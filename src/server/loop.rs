// Server loop module
// Accepts connections until a shutdown signal arrives

use std::future::Future;
use std::sync::atomic::AtomicUsize;
use std::sync::Arc;
use tokio::net::TcpListener;

use super::connection::accept_connection;
use crate::config::AppState;
use crate::logger;

/// Accept connections on `listener`, one task each, until `shutdown` resolves.
///
/// Connections already being served keep running on their own tasks.
pub async fn start_server_loop<S>(listener: TcpListener, state: Arc<AppState>, shutdown: S)
where
    S: Future<Output = ()>,
{
    let active_connections = Arc::new(AtomicUsize::new(0));
    tokio::pin!(shutdown);

    loop {
        tokio::select! {
            accept_result = listener.accept() => {
                match accept_result {
                    Ok((stream, peer_addr)) => {
                        accept_connection(stream, peer_addr, &state, &active_connections);
                    }
                    Err(e) => {
                        logger::log_error(&format!("Failed to accept connection: {e}"));
                    }
                }
            }

            () = &mut shutdown => {
                logger::log_shutdown();
                break;
            }
        }
    }
}
// Configuration types module
// Defines all configuration-related data structures

use serde::Deserialize;
use std::path::PathBuf;
use std::time::Duration;

/// Main configuration structure
#[derive(Debug, Deserialize, Clone)]
pub struct Config {
    pub server: ServerConfig,
    pub site: SiteConfig,
    pub script: ScriptConfig,
    pub logging: LoggingConfig,
    pub http: HttpConfig,
    pub performance: PerformanceConfig,
}

/// Server configuration
#[derive(Debug, Deserialize, Clone)]
pub struct ServerConfig {
    pub host: String,
    pub port: u16,
    pub workers: Option<usize>,
}

/// Served directory and resolution policy
#[derive(Debug, Deserialize, Clone)]
pub struct SiteConfig {
    /// Base directory every request path is resolved against
    pub root: PathBuf,
    /// Default document served for a directory
    #[serde(default = "default_index_file")]
    pub index_file: String,
    /// Reject request paths whose `..` segments climb above `root`
    #[serde(default = "default_true")]
    pub contain_paths: bool,
    /// Sort directory listings by entry name
    #[serde(default = "default_true")]
    pub sort_listing: bool,
    /// HTML-escape entry names in directory listings
    #[serde(default = "default_true")]
    pub escape_listing: bool,
}

/// Script execution settings
#[derive(Debug, Deserialize, Clone)]
pub struct ScriptConfig {
    /// File name suffix that marks a file as executable content
    #[serde(default = "default_script_extension")]
    pub extension: String,
    /// Program the script is handed to; empty means run the file itself
    #[serde(default = "default_interpreter")]
    pub interpreter: String,
    #[serde(default = "default_script_timeout")]
    pub timeout_secs: u64,
}

impl ScriptConfig {
    pub const fn timeout(&self) -> Duration {
        Duration::from_secs(self.timeout_secs)
    }

    /// Interpreter program, if one is configured
    pub fn interpreter(&self) -> Option<&str> {
        let trimmed = self.interpreter.trim();
        if trimmed.is_empty() {
            None
        } else {
            Some(trimmed)
        }
    }
}

/// Logging configuration
#[derive(Debug, Deserialize, Clone)]
pub struct LoggingConfig {
    pub level: String,
    pub access_log: bool,
    /// Access log format (common, json, or custom pattern)
    #[serde(default = "default_access_log_format")]
    pub access_log_format: String,
    /// Access log file path (optional, stdout if not set)
    #[serde(default)]
    pub access_log_file: Option<String>,
    /// Error log file path (optional, stderr if not set)
    #[serde(default)]
    pub error_log_file: Option<String>,
}

/// HTTP configuration
#[derive(Debug, Deserialize, Clone)]
pub struct HttpConfig {
    pub server_name: String,
}

/// Performance configuration
#[derive(Debug, Deserialize, Clone)]
pub struct PerformanceConfig {
    pub keep_alive_timeout: u64,
    /// Seconds allowed for a request head to arrive; 0 disables
    pub read_timeout: u64,
    pub max_connections: Option<u64>,
}

#[allow(clippy::missing_const_for_fn)]
fn default_true() -> bool {
    true
}

fn default_index_file() -> String {
    "index.html".to_string()
}

fn default_script_extension() -> String {
    ".py".to_string()
}

fn default_interpreter() -> String {
    "python3".to_string()
}

#[allow(clippy::missing_const_for_fn)]
fn default_script_timeout() -> u64 {
    30
}

fn default_access_log_format() -> String {
    "common".to_string()
}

# # # #

Action item
Every line of the listing above is to be written out again exactly.

Result of the task
filename src/server/loop.rs
// Server loop module
// Accepts connections until a shutdown signal arrives

use std::future::Future;
use std::sync::atomic::AtomicUsize;
use std::sync::Arc;
use tokio::net::TcpListener;

use super::connection::accept_connection;
use crate::config::AppState;
use crate::logger;

/// Accept connections on `listener`, one task each, until `shutdown` resolves.
///
/// Connections already being served keep running on their own tasks.
pub async fn start_server_loop<S>(listener: TcpListener, state: Arc<AppState>, shutdown: S)
where
    S: Future<Output = ()>,
{
    let active_connections = Arc::new(AtomicUsize::new(0));
    tokio::pin!(shutdown);

    loop {
        tokio::select! {
            accept_result = listener.accept() => {
                match accept_result {
                    Ok((stream, peer_addr)) => {
                        accept_connection(stream, peer_addr, &state, &active_connections);
                    }
                    Err(e) => {
                        logger::log_error(&format!("Failed to accept connection: {e}"));
                    }
                }
            }

            () = &mut shutdown => {
                logger::log_shutdown();
                break;
            }
        }
    }
}
// Configuration types module
// Defines all configuration-related data structures

use serde::Deserialize;
use std::path::PathBuf;
use std::time::Duration;

/// Main configuration structure
#[derive(Debug, Deserialize, Clone)]
pub struct Config {
    pub server: ServerConfig,
    pub site: SiteConfig,
    pub script: ScriptConfig,
    pub logging: LoggingConfig,
    pub http: HttpConfig,
    pub performance: PerformanceConfig,
}

/// Server configuration
#[derive(Debug, Deserialize, Clone)]
pub struct ServerConfig {
    pub host: String,
    pub port: u16,
    pub workers: Option<usize>,
}

/// Served directory and resolution policy
#[derive(Debug, Deserialize, Clone)]
pub struct SiteConfig {
    /// Base directory every request path is resolved against
    pub root: PathBuf,
    /// Default document served for a directory
    #[serde(default = "default_index_file")]
    pub index_file: String,
    /// Reject request paths whose `..` segments climb above `root`
    #[serde(default = "default_true")]
    pub contain_paths: bool,
    /// Sort directory listings by entry name
    #[serde(default = "default_true")]
    pub sort_listing: bool,
    /// HTML-escape entry names in directory listings
    #[serde(default = "default_true")]
    pub escape_listing: bool,
}

/// Script execution settings
#[derive(Debug, Deserialize, Clone)]
pub struct ScriptConfig {
    /// File name suffix that marks a file as executable content
    #[serde(default = "default_script_extension")]
    pub extension: String,
    /// Program the script is handed to; empty means run the file itself
    #[serde(default = "default_interpreter")]
    pub interpreter: String,
    #[serde(default = "default_script_timeout")]
    pub timeout_secs: u64,
}

impl ScriptConfig {
    pub const fn timeout(&self) -> Duration {
        Duration::from_secs(self.timeout_secs)
    }

    /// Interpreter program, if one is configured
    pub fn interpreter(&self) -> Option<&str> {
        let trimmed = self.interpreter.trim();
        if trimmed.is_empty() {
            None
        } else {
            Some(trimmed)
        }
    }
}

/// Logging configuration
#[derive(Debug, Deserialize, Clone)]
pub struct LoggingConfig {
    pub level: String,
    pub access_log: bool,
    /// Access log format (common, json, or custom pattern)
    #[serde(default = "default_access_log_format")]
    pub access_log_format: String,
    /// Access log file path (optional, stdout if not set)
    #[serde(default)]
    pub access_log_file: Option<String>,
    /// Error log file path (optional, stderr if not set)
    #[serde(default)]
    pub error_log_file: Option<String>,
}

/// HTTP configuration
#[derive(Debug, Deserialize, Clone)]
pub struct HttpConfig {
    pub server_name: String,
}

/// Performance configuration
#[derive(Debug, Deserialize, Clone)]
pub struct PerformanceConfig {
    pub keep_alive_timeout: u64,
    /// Seconds allowed for a request head to arrive; 0 disables
    pub read_timeout: u64,
    pub max_connections: Option<u64>,
}

#[allow(clippy::missing_const_for_fn)]
fn default_true() -> bool {
    true
}

fn default_index_file() -> String {
    "index.html".to_string()
}

fn default_script_extension() -> String {
    ".py".to_string()
}

fn default_interpreter() -> String {
    "python3".to_string()
}

#[allow(clippy::missing_const_for_fn)]
fn default_script_timeout() -> u64 {
    30
}

fn default_access_log_format() -> String {
    "common".to_string()
}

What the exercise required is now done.